Dal percorso fin qui fatto e dal Forum abbiamo imparato insieme che occorre tessere un’etica civile, capace di attingere a tradizioni diverse, per interpretare la poliedrica realtà attuale e proporre pratiche rinnovate. In particolare, abbiamo capito che un’etica civile attenta al bene comune tocca diverse dimensioni qualificanti della convivenza:
1) una politica che sia risposta condivisa alle domande fondamentali delle nostre città; che sia sintonizzata su ciò che è giusto, costruttivo, vero, solidale per me e per gli altri; che sia intessuta di partecipazione, competenza e lotta alla corruzione;
2) un’idea innovativa di cittadinanza, slegata da quella esclusiva di nazionalità, perché ciascuno possa esercitare i diritti e i doveri fondamentali della persona in qualunque luogo, secondo un fondamentale ius dignitatis humanae;
3) una città accogliente per l’incontro tra le diversità, spazio di dialogo senza violenza tra differenti religioni, sulla base di quella Regola d’oro che è preziosa fonte di ispirazione per un’etica civile;
4) un’educazione orientata a una nuova coscienza, generatrice di città inclusive e poliedriche, intessute di connessioni; tesa a formare i giovani a una democrazia partecipata, etica e responsabile che affezioni alla polis;
5) valorizzare le tante buone pratiche che esprimono un rapporto sostenibile tra economia e ambiente, sapendo che solo nella prospettiva dell’ecologia integrale potranno essere affrontati e risolti i complessi problemi ambientali;
6) un’economia orientata al contrasto della disuguaglianza e della povertà diffusa; attenta alla dimensione civile, della solidarietà e della condivisione; rigorosa nel rispetto delle norme (specie in ambiti come l’evasione e l’elusione fiscale o la normativa sul lavoro);
7) una comunicazione che sappia responsabilmente esprimere un dibattito pubblico libero, informato e plurale, ponendosi come strumento di formazione di coscienza civile, per persone e comunità, nella rigorosa attenzione per la veridicità di quanto veicolato.
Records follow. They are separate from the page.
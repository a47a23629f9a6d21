use chrono::{Local, TimeZone, Utc};

/// Current Unix timestamp in seconds.
pub fn current_timestamp() -> u64 {
    use std::time::{SystemTime, UNIX_EPOCH};
    SystemTime::now()
        .duration_since(UNIX_EPOCH)
        .expect("system clock before the epoch")
        .as_secs()
}

/// Converts a Unix timestamp into a human-readable local-time string, for log and
/// CLI display. Returns `"Invalid timestamp"` rather than panicking on out-of-range input.
pub fn format_unix_timestamp(timestamp: u64) -> String {
    match Utc.timestamp_opt(timestamp as i64, 0).single() {
        Some(dt_utc) => dt_utc.with_timezone(&Local).format("%Y-%m-%d %H:%M:%S").to_string(),
        None => "Invalid timestamp".to_string(),
    }
}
Alla luce del percorso compiuto noi promotori sottoscriviamo questo Patto per un’etica civile impegnandoci:
a operare responsabilmente nei rispettivi ambiti di azione sulla base della rinnovata consapevolezza delle dimensioni dell’etica civile;
a condividere motivazioni e linee di azione;
a partecipare attivamente alle tappe successive di questo fecondo cammino, a partire da alcuni cantieri di lavoro trasversali che riprendono la dinamica e i contenuti del Forum;
a rendere accessibili questi percorsi attraverso il sito internet del Forum.
Non vogliamo costituire un partito né un movimento, ma condividere un percorso caratterizzato da uno stile e da un metodo di ascolto reciproco anche tra posizioni e ambiti diversi, aldilà della solitudine in cui spesso si trovano persone e gruppi che vivono scelte eticamente difficili.
Su ciascuno di questi punti, invitiamo quanti vogliono impegnarsi a sottoscrivere anche loro questo Patto per un’etica civile, mossi dalla speranza in una rinnovata convivenza civile alla cui costruzione tutti possano contribuire.